A genetic enrichment for mutations constructed by oligodeoxynucleotide-directed mutagenesis.

A genetic enrichment procedure for mutations constructed by oligodeoxynucleotide(oligo)-directed mutagenesis of DNA cloned in M13mp vectors is described. The procedure uses an M13 vector that contains the cloned target DNA and amber (am) mutations within the phage genes I and II. This vector cannot replicate in a suppressor-free (sup degrees) bacterial strain. A gapped heteroduplex is formed by annealing portions of a complementary (-)strand containing wild-type copies of genes I and II to the am-containing template (+)strand.
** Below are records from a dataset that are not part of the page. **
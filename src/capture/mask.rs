//! Best-effort credential masking. Obfuscation only, not a security boundary.

use std::collections::BTreeMap;

use reqwest::header::HeaderMap;

const VISIBLE: usize = 4;
const SHORT_MASK: &str = "****";
const SENSITIVE_HEADERS: [&str; 3] = ["authorization", "cookie", "x-api-key"];
const AUTH_KEY_MARKERS: [&str; 5] = ["token", "auth", "devin", "session", "credential"];

/// Reduce a token to its first and last four characters.
///
/// Values of eight characters or fewer are hidden entirely. A `Bearer `
/// scheme prefix is preserved.
pub fn mask_token(value: &str) -> String {
    if let Some(token) = value.strip_prefix("Bearer ") {
        return format!("Bearer {}", mask_token(token));
    }

    let chars: Vec<char> = value.chars().collect();
    if chars.len() <= VISIBLE * 2 {
        return SHORT_MASK.to_string();
    }
    let head: String = chars[..VISIBLE].iter().collect();
    let tail: String = chars[chars.len() - VISIBLE..].iter().collect();
    format!("{}...{}", head, tail)
}

/// Mask unless raw capture was explicitly requested
pub fn mask_value(value: &str, capture_raw: bool) -> String {
    if capture_raw {
        value.to_string()
    } else {
        mask_token(value)
    }
}

pub fn is_sensitive_header(name: &str) -> bool {
    let name = name.to_ascii_lowercase();
    SENSITIVE_HEADERS.contains(&name.as_str()) || name.contains("token")
}

/// Storage keys that are worth an auth event
pub fn is_auth_key(key: &str) -> bool {
    let key = key.to_lowercase();
    AUTH_KEY_MARKERS.iter().any(|marker| key.contains(marker))
}

/// Flatten headers into a map, masking sensitive values
pub fn sanitize_headers(headers: &HeaderMap, capture_raw: bool) -> BTreeMap<String, String> {
    headers
        .iter()
        .map(|(name, value)| {
            let value = value.to_str().unwrap_or("<non-utf8>");
            let value = if is_sensitive_header(name.as_str()) {
                mask_value(value, capture_raw)
            } else {
                value.to_string()
            };
            (name.as_str().to_string(), value)
        })
        .collect()
}
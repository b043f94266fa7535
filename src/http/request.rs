use reqwest::header::{HeaderMap, HeaderName, HeaderValue};
use serde::Serialize;

use crate::http::types::Method;
use crate::{Result, ScopeError};

/// Payload handed to the transport. Kept inspectable so observers can record it.
#[derive(Debug, Clone, PartialEq)]
pub enum Body {
    Text(String),
    Json(serde_json::Value),
    Bytes(Vec<u8>),
}

#[derive(Debug, Clone)]
pub struct Request {
    pub method: Method,
    pub url: url::Url,
    pub headers: HeaderMap,
    pub body: Option<Body>,
}

impl Request {
    pub fn new(method: &str, url: &str) -> Result<Self> {
        Ok(Self {
            method: method.parse()?,
            url: url::Url::parse(url.trim())?,
            headers: HeaderMap::new(),
            body: None,
        })
    }

    pub fn get(url: &str) -> Result<Self> {
        Self::new("GET", url)
    }

    pub fn post(url: &str) -> Result<Self> {
        Self::new("POST", url)
    }

    pub(crate) fn insert_header(&mut self, key: &str, value: &str) -> Result<()> {
        let name = HeaderName::from_bytes(key.as_bytes())
            .map_err(|e| ScopeError::ParseError(format!("Invalid header name {}: {}", key, e)))?;
        let value = HeaderValue::from_str(value)
            .map_err(|e| ScopeError::ParseError(format!("Invalid header value for {}: {}", key, e)))?;
        self.headers.insert(name, value);
        Ok(())
    }

    pub fn with_header(mut self, key: &str, value: &str) -> Result<Self> {
        self.insert_header(key, value)?;
        Ok(self)
    }

    pub fn with_text(mut self, text: &str) -> Self {
        self.body = Some(Body::Text(text.to_owned()));
        self
    }

    pub fn with_json<T: Serialize>(mut self, data: &T) -> Result<Self> {
        let value = serde_json::to_value(data)?;
        self.insert_header("Content-Type", "application/json")?;
        self.body = Some(Body::Json(value));
        Ok(self)
    }

    pub fn with_bytes(mut self, bytes: Vec<u8>) -> Self {
        self.body = Some(Body::Bytes(bytes));
        self
    }

    pub fn with_auth_bearer(self, token: &str) -> Result<Self> {
        self.with_header("Authorization", &format!("Bearer {}", token))
    }

    /// Host portion of the target URL, empty for host-less URLs
    pub fn host(&self) -> &str {
        self.url.host_str().unwrap_or_default()
    }
}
The oligo is annealed to the single-stranded (ss) region and the remaining gaps and nicks are repaired enzymatically to form a closed circular heteroduplex structure. By transfecting the DNA into a sup degrees host we promote the propagation of heteroduplexes with the oligo-containing (-)strand since only this construction contains the wild-type copies of genes I and II. This procedure eliminates the need for any physical separation of the covalently closed circular DNA that contains the oligo from the ss template. Using this technique we have constructed 17 point mutations with mutation frequencies ranging from 2-20% for single base changes and from 0.3-9% for multiple base changes. In addition, we found that the mutation frequencies were affected by the state of DNA methylation in the (+) and (-)strands.